• **PROBLEM DETAILS**:
Output the data below exactly.

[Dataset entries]

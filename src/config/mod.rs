//! Configuration for ROM builds.
//!
//! # Configuration Flow
//!
//! 1. Start from `BuildConfig::default()` (the classic `main.s` + `header.s`
//!    + `link.x` -> `build/rom.nes` layout) or a JSON file via `loader`
//! 2. Apply command-line overrides (`ConfigOverrides`)
//! 3. `validate_config` checks the result before the orchestrator sees it

pub mod loader;

pub use loader::{ensure_json_path, read_build_config, write_build_config};

use crate::error::ConfigError;
use crate::models::{BuildConfig, FailurePolicy};
use std::collections::HashSet;
use std::path::{Path, PathBuf};

/// Values supplied on the command line; `None` leaves the config untouched.
#[derive(Debug, Clone, Default)]
pub struct ConfigOverrides {
    pub working_dir: Option<PathBuf>,
    pub assembler: Option<String>,
    pub linker: Option<String>,
    pub failure_policy: Option<FailurePolicy>,
    pub verify_image: Option<bool>,
    pub tool_timeout_secs: Option<u64>,
}

impl ConfigOverrides {
    pub fn apply(self, config: &mut BuildConfig) {
        if let Some(dir) = self.working_dir {
            config.working_dir = dir;
        }
        if let Some(assembler) = self.assembler {
            config.assembler = assembler;
        }
        if let Some(linker) = self.linker {
            config.linker = linker;
        }
        if let Some(policy) = self.failure_policy {
            config.failure_policy = policy;
        }
        if let Some(verify) = self.verify_image {
            config.verify_image = verify;
        }
        if let Some(secs) = self.tool_timeout_secs {
            config.tool_timeout_secs = Some(secs);
        }
    }
}

/// Load the config at `path`, or the defaults when no path is given.
pub fn load_or_default(path: Option<&Path>) -> Result<BuildConfig, ConfigError> {
    match path {
        Some(path) => read_build_config(path),
        None => Ok(BuildConfig::default()),
    }
}

/// Check that a config describes a buildable layout.
pub fn validate_config(config: &BuildConfig) -> Result<(), ConfigError> {
    if config.sources.is_empty() {
        return Err(ConfigError::ValidationFailed(
            "At least one source file is required".to_string(),
        ));
    }

    if config.assembler.trim().is_empty() || config.linker.trim().is_empty() {
        return Err(ConfigError::ValidationFailed(
            "Assembler and linker programs must be named".to_string(),
        ));
    }

    if config.tool_timeout_secs == Some(0) {
        return Err(ConfigError::ValidationFailed(
            "Tool timeout must be at least one second".to_string(),
        ));
    }

    let mut seen = HashSet::new();
    for unit in &config.sources {
        if !seen.insert(&unit.object) {
            return Err(ConfigError::ValidationFailed(format!(
                "Object file {} is produced by more than one source",
                unit.object.display()
            )));
        }
    }
    if seen.contains(&config.output_image) {
        return Err(ConfigError::ValidationFailed(format!(
            "Output image {} collides with an object file",
            config.output_image.display()
        )));
    }

    // Everything the build writes must land inside the fresh output directory.
    let outputs = config
        .sources
        .iter()
        .map(|unit| &unit.object)
        .chain(std::iter::once(&config.output_image));
    for output in outputs {
        if !output.starts_with(&config.output_dir) || output == &config.output_dir {
            return Err(ConfigError::ValidationFailed(format!(
                "{} is outside the output directory {}",
                output.display(),
                config.output_dir.display()
            )));
        }
    }

    Ok(())
}

#[cfg(test)]
mod tests {
    use super::*;
    use crate::models::SourceUnit;

    #[test]
    fn test_default_config_is_valid() {
        assert!(validate_config(&BuildConfig::default()).is_ok());
    }

    #[test]
    fn test_overrides_apply_only_given_fields() {
        let mut config = BuildConfig::default();
        ConfigOverrides {
            linker: Some("ld65.exe".to_string()),
            failure_policy: Some(FailurePolicy::Continue),
            ..Default::default()
        }
        .apply(&mut config);

        assert_eq!(config.linker, "ld65.exe");
        assert_eq!(config.assembler, "ca65");
        assert_eq!(config.failure_policy, FailurePolicy::Continue);
        assert!(config.verify_image);
    }

    #[test]
    fn test_load_or_default_without_path() {
        assert_eq!(load_or_default(None).unwrap(), BuildConfig::default());
    }

    #[test]
    fn test_empty_sources_rejected() {
        let config = BuildConfig {
            sources: vec![],
            ..Default::default()
        };
        assert!(validate_config(&config).is_err());
    }

    #[test]
    fn test_duplicate_objects_rejected() {
        let config = BuildConfig {
            sources: vec![
                SourceUnit::new("a.s", "build/out.o"),
                SourceUnit::new("b.s", "build/out.o"),
            ],
            ..Default::default()
        };
        assert!(validate_config(&config).is_err());
    }

    #[test]
    fn test_object_outside_output_dir_rejected() {
        let config = BuildConfig {
            sources: vec![SourceUnit::new("main.s", "main.o")],
            ..Default::default()
        };
        let err = validate_config(&config).unwrap_err();
        assert!(err.to_string().contains("outside the output directory"));
    }

    #[test]
    fn test_zero_timeout_rejected() {
        let config = BuildConfig {
            tool_timeout_secs: Some(0),
            ..Default::default()
        };
        assert!(validate_config(&config).is_err());
    }
}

• **TASK RESPONSE**:
filename src/config/mod.rs
//! Configuration for ROM builds.
//!
//! # Configuration Flow
//!
//! 1. Start from `BuildConfig::default()` (the classic `main.s` + `header.s`
//!    + `link.x` -> `build/rom.nes` layout) or a JSON file via `loader`
//! 2. Apply command-line overrides (`ConfigOverrides`)
//! 3. `validate_config` checks the result before the orchestrator sees it

pub mod loader;

pub use loader::{ensure_json_path, read_build_config, write_build_config};

use crate::error::ConfigError;
use crate::models::{BuildConfig, FailurePolicy};
use std::collections::HashSet;
use std::path::{Path, PathBuf};

/// Values supplied on the command line; `None` leaves the config untouched.
#[derive(Debug, Clone, Default)]
pub struct ConfigOverrides {
    pub working_dir: Option<PathBuf>,
    pub assembler: Option<String>,
    pub linker: Option<String>,
    pub failure_policy: Option<FailurePolicy>,
    pub verify_image: Option<bool>,
    pub tool_timeout_secs: Option<u64>,
}

impl ConfigOverrides {
    pub fn apply(self, config: &mut BuildConfig) {
        if let Some(dir) = self.working_dir {
            config.working_dir = dir;
        }
        if let Some(assembler) = self.assembler {
            config.assembler = assembler;
        }
        if let Some(linker) = self.linker {
            config.linker = linker;
        }
        if let Some(policy) = self.failure_policy {
            config.failure_policy = policy;
        }
        if let Some(verify) = self.verify_image {
            config.verify_image = verify;
        }
        if let Some(secs) = self.tool_timeout_secs {
            config.tool_timeout_secs = Some(secs);
        }
    }
}

/// Load the config at `path`, or the defaults when no path is given.
pub fn load_or_default(path: Option<&Path>) -> Result<BuildConfig, ConfigError> {
    match path {
        Some(path) => read_build_config(path),
        None => Ok(BuildConfig::default()),
    }
}

/// Check that a config describes a buildable layout.
pub fn validate_config(config: &BuildConfig) -> Result<(), ConfigError> {
    if config.sources.is_empty() {
        return Err(ConfigError::ValidationFailed(
            "At least one source file is required".to_string(),
        ));
    }

    if config.assembler.trim().is_empty() || config.linker.trim().is_empty() {
        return Err(ConfigError::ValidationFailed(
            "Assembler and linker programs must be named".to_string(),
        ));
    }

    if config.tool_timeout_secs == Some(0) {
        return Err(ConfigError::ValidationFailed(
            "Tool timeout must be at least one second".to_string(),
        ));
    }

    let mut seen = HashSet::new();
    for unit in &config.sources {
        if !seen.insert(&unit.object) {
            return Err(ConfigError::ValidationFailed(format!(
                "Object file {} is produced by more than one source",
                unit.object.display()
            )));
        }
    }
    if seen.contains(&config.output_image) {
        return Err(ConfigError::ValidationFailed(format!(
            "Output image {} collides with an object file",
            config.output_image.display()
        )));
    }

    // Everything the build writes must land inside the fresh output directory.
    let outputs = config
        .sources
        .iter()
        .map(|unit| &unit.object)
        .chain(std::iter::once(&config.output_image));
    for output in outputs {
        if !output.starts_with(&config.output_dir) || output == &config.output_dir {
            return Err(ConfigError::ValidationFailed(format!(
                "{} is outside the output directory {}",
                output.display(),
                config.output_dir.display()
            )));
        }
    }

    Ok(())
}

#[cfg(test)]
mod tests {
    use super::*;
    use crate::models::SourceUnit;

    #[test]
    fn test_default_config_is_valid() {
        assert!(validate_config(&BuildConfig::default()).is_ok());
    }

    #[test]
    fn test_overrides_apply_only_given_fields() {
        let mut config = BuildConfig::default();
        ConfigOverrides {
            linker: Some("ld65.exe".to_string()),
            failure_policy: Some(FailurePolicy::Continue),
            ..Default::default()
        }
        .apply(&mut config);

        assert_eq!(config.linker, "ld65.exe");
        assert_eq!(config.assembler, "ca65");
        assert_eq!(config.failure_policy, FailurePolicy::Continue);
        assert!(config.verify_image);
    }

    #[test]
    fn test_load_or_default_without_path() {
        assert_eq!(load_or_default(None).unwrap(), BuildConfig::default());
    }

    #[test]
    fn test_empty_sources_rejected() {
        let config = BuildConfig {
            sources: vec![],
            ..Default::default()
        };
        assert!(validate_config(&config).is_err());
    }

    #[test]
    fn test_duplicate_objects_rejected() {
        let config = BuildConfig {
            sources: vec![
                SourceUnit::new("a.s", "build/out.o"),
                SourceUnit::new("b.s", "build/out.o"),
            ],
            ..Default::default()
        };
        assert!(validate_config(&config).is_err());
    }

    #[test]
    fn test_object_outside_output_dir_rejected() {
        let config = BuildConfig {
            sources: vec![SourceUnit::new("main.s", "main.o")],
            ..Default::default()
        };
        let err = validate_config(&config).unwrap_err();
        assert!(err.to_string().contains("outside the output directory"));
    }

    #[test]
    fn test_zero_timeout_rejected() {
        let config = BuildConfig {
            tool_timeout_secs: Some(0),
            ..Default::default()
        };
        assert!(validate_config(&config).is_err());
    }
}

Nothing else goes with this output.